Task description - Using the entries that follow, state how many lines contain the word "anchor". The response is that number and nothing more.

Task data -
******
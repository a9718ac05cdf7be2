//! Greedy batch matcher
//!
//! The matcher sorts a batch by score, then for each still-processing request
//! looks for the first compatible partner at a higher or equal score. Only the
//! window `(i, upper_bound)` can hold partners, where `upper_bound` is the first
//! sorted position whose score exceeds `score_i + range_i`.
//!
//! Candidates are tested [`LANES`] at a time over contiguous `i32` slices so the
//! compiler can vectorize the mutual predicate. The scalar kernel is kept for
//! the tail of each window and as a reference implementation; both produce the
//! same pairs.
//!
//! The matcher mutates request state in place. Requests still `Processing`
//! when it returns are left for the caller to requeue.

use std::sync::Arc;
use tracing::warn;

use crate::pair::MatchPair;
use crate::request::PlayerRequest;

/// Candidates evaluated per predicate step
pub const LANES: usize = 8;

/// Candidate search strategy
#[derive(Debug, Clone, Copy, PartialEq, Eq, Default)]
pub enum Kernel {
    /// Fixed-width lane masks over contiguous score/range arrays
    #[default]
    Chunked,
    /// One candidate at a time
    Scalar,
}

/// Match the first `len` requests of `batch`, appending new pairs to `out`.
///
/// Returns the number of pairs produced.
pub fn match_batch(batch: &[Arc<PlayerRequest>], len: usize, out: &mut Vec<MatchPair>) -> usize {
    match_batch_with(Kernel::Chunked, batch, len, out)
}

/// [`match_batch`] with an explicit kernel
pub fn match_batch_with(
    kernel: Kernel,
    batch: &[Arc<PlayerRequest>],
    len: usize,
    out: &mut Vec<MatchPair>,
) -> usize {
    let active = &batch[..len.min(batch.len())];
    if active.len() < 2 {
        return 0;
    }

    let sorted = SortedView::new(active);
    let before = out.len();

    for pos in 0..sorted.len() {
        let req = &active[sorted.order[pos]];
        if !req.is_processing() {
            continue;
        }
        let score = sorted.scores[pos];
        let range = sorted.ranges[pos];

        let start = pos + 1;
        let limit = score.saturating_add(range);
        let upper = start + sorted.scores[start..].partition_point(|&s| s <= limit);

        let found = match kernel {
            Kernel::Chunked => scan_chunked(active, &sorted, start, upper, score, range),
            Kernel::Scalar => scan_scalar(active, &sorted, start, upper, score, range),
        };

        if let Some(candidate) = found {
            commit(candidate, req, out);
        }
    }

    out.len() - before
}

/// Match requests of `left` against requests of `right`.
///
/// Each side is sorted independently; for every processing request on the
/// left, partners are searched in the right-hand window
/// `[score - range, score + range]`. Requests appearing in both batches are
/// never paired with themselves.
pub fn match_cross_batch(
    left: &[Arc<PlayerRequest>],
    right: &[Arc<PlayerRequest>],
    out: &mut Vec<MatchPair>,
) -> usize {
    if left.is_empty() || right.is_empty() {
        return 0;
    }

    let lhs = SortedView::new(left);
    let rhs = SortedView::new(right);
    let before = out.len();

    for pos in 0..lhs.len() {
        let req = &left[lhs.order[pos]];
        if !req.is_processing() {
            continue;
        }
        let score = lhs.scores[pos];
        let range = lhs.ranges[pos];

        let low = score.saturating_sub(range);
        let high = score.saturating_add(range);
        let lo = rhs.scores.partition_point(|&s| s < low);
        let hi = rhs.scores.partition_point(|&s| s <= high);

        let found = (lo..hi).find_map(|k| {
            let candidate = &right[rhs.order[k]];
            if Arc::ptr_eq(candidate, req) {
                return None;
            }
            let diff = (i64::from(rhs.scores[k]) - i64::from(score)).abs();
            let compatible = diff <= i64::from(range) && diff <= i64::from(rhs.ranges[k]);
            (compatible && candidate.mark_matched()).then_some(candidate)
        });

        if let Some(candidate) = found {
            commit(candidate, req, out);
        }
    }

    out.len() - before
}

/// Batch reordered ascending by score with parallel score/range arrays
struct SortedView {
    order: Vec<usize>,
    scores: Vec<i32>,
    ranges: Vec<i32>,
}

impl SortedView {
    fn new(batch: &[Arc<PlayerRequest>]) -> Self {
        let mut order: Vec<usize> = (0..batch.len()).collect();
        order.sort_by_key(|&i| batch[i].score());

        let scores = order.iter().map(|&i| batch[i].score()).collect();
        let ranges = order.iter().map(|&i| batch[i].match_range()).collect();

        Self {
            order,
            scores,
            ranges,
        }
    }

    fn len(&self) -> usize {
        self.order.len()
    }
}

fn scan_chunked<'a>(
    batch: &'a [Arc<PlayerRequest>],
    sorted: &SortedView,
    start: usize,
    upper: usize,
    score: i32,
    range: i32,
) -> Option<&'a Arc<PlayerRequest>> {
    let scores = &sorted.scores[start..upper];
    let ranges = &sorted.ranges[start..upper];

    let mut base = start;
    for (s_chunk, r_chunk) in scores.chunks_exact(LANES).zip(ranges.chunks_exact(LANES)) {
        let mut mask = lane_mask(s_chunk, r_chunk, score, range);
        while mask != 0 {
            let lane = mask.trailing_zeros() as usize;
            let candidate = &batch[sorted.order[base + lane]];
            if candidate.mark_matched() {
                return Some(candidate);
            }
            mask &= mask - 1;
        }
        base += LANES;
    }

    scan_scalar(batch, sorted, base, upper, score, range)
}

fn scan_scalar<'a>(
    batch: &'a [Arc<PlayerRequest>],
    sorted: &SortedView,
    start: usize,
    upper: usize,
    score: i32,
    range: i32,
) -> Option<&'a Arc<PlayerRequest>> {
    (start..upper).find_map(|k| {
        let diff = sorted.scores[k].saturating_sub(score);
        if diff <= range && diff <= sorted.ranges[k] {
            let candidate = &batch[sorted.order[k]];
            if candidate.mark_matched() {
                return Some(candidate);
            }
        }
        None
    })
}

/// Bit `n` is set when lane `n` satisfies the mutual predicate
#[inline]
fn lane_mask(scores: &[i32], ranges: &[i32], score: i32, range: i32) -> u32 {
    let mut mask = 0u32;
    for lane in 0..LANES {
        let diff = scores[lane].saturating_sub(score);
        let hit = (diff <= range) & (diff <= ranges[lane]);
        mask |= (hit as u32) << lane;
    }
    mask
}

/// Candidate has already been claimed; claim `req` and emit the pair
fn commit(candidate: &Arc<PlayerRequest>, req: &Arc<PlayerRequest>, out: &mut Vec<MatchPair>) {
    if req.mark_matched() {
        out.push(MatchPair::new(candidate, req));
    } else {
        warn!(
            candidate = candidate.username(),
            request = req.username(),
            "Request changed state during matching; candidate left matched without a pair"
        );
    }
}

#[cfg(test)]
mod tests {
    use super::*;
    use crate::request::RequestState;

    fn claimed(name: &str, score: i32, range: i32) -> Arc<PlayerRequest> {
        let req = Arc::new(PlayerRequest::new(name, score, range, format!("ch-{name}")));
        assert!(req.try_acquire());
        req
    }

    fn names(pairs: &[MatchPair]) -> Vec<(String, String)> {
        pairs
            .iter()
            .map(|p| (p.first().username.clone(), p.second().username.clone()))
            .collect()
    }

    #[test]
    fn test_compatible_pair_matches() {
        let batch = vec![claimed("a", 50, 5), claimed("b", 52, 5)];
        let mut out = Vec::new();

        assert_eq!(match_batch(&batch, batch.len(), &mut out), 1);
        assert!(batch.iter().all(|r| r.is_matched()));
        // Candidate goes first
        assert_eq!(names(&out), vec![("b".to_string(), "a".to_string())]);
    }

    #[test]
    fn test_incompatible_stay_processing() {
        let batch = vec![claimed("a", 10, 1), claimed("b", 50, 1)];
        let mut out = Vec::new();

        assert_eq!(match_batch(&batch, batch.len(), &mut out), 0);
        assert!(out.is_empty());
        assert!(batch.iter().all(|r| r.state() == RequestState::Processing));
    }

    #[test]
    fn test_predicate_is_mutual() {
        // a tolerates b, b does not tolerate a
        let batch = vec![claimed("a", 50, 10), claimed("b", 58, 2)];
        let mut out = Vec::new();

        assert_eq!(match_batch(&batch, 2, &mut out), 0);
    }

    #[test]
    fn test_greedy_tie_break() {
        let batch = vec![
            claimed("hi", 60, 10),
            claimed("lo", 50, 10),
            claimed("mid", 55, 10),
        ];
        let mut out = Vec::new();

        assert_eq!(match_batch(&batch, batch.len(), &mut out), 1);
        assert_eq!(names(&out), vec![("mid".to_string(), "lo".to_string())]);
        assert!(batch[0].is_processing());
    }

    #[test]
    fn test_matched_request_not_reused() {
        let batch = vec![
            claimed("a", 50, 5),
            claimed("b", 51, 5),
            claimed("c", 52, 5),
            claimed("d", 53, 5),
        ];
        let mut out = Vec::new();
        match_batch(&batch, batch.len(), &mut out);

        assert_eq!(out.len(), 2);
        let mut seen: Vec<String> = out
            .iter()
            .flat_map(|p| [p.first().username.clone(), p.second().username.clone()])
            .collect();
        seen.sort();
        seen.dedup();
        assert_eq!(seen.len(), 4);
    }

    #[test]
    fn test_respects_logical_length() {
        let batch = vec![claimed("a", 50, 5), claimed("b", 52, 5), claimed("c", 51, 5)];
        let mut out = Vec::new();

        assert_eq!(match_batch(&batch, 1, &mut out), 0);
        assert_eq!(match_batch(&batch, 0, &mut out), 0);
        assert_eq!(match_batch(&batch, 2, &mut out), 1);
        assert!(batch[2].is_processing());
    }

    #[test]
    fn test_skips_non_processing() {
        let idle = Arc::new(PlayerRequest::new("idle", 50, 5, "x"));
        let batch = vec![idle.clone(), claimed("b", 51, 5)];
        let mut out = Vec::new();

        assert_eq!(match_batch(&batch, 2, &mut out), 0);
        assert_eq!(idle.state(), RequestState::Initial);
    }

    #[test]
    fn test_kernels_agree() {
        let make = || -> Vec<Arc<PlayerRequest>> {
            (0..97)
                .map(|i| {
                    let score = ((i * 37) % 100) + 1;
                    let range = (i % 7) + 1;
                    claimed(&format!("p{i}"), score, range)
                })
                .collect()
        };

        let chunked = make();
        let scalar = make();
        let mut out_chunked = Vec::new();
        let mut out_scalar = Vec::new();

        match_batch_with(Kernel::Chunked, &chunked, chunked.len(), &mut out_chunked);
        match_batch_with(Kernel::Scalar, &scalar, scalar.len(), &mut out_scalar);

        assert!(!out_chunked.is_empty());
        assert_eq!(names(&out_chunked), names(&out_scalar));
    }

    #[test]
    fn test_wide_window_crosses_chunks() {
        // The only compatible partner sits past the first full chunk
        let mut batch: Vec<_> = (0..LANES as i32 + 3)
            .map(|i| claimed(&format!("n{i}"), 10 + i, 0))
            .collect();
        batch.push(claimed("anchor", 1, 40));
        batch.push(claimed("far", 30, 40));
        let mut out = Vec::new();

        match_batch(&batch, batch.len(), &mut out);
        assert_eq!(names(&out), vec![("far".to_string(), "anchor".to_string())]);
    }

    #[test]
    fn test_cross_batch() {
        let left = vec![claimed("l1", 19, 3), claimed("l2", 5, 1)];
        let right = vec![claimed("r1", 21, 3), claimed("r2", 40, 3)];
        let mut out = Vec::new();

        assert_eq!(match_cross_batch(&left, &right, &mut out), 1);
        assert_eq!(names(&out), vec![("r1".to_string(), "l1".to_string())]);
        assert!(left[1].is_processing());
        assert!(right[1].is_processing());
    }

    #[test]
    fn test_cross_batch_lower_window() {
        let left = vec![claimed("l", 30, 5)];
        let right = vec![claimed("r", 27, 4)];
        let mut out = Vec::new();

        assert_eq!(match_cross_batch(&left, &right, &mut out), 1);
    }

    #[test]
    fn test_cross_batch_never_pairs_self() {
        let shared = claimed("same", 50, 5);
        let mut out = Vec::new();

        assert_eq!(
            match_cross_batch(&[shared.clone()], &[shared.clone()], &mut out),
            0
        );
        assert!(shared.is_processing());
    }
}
******
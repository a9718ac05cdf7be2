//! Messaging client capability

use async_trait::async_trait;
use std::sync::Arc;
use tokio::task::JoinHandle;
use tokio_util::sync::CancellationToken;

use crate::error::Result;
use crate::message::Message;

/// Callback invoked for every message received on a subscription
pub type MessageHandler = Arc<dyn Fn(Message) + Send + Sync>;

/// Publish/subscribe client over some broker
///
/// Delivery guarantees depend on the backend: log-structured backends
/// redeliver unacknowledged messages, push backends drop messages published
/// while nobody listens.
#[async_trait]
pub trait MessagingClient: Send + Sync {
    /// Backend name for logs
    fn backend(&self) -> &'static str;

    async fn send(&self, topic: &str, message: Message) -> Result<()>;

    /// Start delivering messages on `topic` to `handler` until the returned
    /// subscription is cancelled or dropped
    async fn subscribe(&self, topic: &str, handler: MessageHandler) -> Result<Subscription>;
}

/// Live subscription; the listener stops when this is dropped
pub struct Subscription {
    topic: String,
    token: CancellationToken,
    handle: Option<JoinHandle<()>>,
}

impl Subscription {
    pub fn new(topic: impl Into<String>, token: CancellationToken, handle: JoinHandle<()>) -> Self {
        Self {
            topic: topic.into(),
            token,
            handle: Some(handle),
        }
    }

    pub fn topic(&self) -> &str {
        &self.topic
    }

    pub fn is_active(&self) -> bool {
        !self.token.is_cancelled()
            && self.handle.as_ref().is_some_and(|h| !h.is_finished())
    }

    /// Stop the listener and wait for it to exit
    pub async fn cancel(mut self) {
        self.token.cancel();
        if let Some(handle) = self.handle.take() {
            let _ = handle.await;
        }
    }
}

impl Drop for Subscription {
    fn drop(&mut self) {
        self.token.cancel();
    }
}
******
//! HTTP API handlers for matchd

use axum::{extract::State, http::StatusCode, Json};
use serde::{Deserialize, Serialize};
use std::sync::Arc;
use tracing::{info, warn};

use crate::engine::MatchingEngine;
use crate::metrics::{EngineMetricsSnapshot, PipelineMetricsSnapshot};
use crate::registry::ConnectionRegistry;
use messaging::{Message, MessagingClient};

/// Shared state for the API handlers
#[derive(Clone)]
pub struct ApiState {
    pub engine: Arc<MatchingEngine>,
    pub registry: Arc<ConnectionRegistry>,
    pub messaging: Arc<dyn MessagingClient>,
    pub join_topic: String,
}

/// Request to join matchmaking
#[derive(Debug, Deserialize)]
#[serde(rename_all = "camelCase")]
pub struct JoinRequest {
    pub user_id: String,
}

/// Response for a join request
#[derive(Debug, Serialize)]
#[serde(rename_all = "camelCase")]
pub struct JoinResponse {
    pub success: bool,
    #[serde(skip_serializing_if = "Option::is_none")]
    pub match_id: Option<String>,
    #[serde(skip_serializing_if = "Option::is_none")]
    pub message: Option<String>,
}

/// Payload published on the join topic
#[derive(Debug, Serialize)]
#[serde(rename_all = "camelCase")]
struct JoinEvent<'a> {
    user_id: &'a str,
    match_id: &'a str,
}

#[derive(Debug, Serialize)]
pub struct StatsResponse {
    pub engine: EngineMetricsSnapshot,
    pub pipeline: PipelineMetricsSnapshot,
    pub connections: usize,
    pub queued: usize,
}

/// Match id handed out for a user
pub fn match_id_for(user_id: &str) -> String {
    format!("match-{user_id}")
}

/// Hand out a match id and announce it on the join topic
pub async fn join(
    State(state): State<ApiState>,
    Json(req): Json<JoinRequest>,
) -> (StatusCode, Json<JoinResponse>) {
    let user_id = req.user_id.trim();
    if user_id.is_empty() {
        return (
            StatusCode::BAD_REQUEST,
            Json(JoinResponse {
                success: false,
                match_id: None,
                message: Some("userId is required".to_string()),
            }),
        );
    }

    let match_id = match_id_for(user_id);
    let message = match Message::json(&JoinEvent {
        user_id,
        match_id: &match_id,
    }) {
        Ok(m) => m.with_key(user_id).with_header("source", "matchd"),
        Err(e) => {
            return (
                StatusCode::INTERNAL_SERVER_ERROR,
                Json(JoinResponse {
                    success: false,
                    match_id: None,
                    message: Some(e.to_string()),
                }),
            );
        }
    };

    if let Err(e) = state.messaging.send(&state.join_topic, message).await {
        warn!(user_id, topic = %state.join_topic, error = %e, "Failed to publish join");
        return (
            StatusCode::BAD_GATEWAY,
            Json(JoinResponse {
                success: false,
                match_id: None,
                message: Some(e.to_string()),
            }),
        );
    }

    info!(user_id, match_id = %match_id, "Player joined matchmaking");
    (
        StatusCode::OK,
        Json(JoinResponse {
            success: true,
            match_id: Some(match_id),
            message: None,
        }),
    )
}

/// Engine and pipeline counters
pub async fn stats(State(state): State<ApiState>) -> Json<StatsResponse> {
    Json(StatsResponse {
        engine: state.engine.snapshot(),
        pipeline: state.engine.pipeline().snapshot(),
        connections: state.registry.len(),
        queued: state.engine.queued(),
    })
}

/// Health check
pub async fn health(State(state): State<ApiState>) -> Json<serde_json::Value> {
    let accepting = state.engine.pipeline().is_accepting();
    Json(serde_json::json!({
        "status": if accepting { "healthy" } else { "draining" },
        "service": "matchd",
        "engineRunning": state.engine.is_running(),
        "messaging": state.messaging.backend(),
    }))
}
******
Response - 2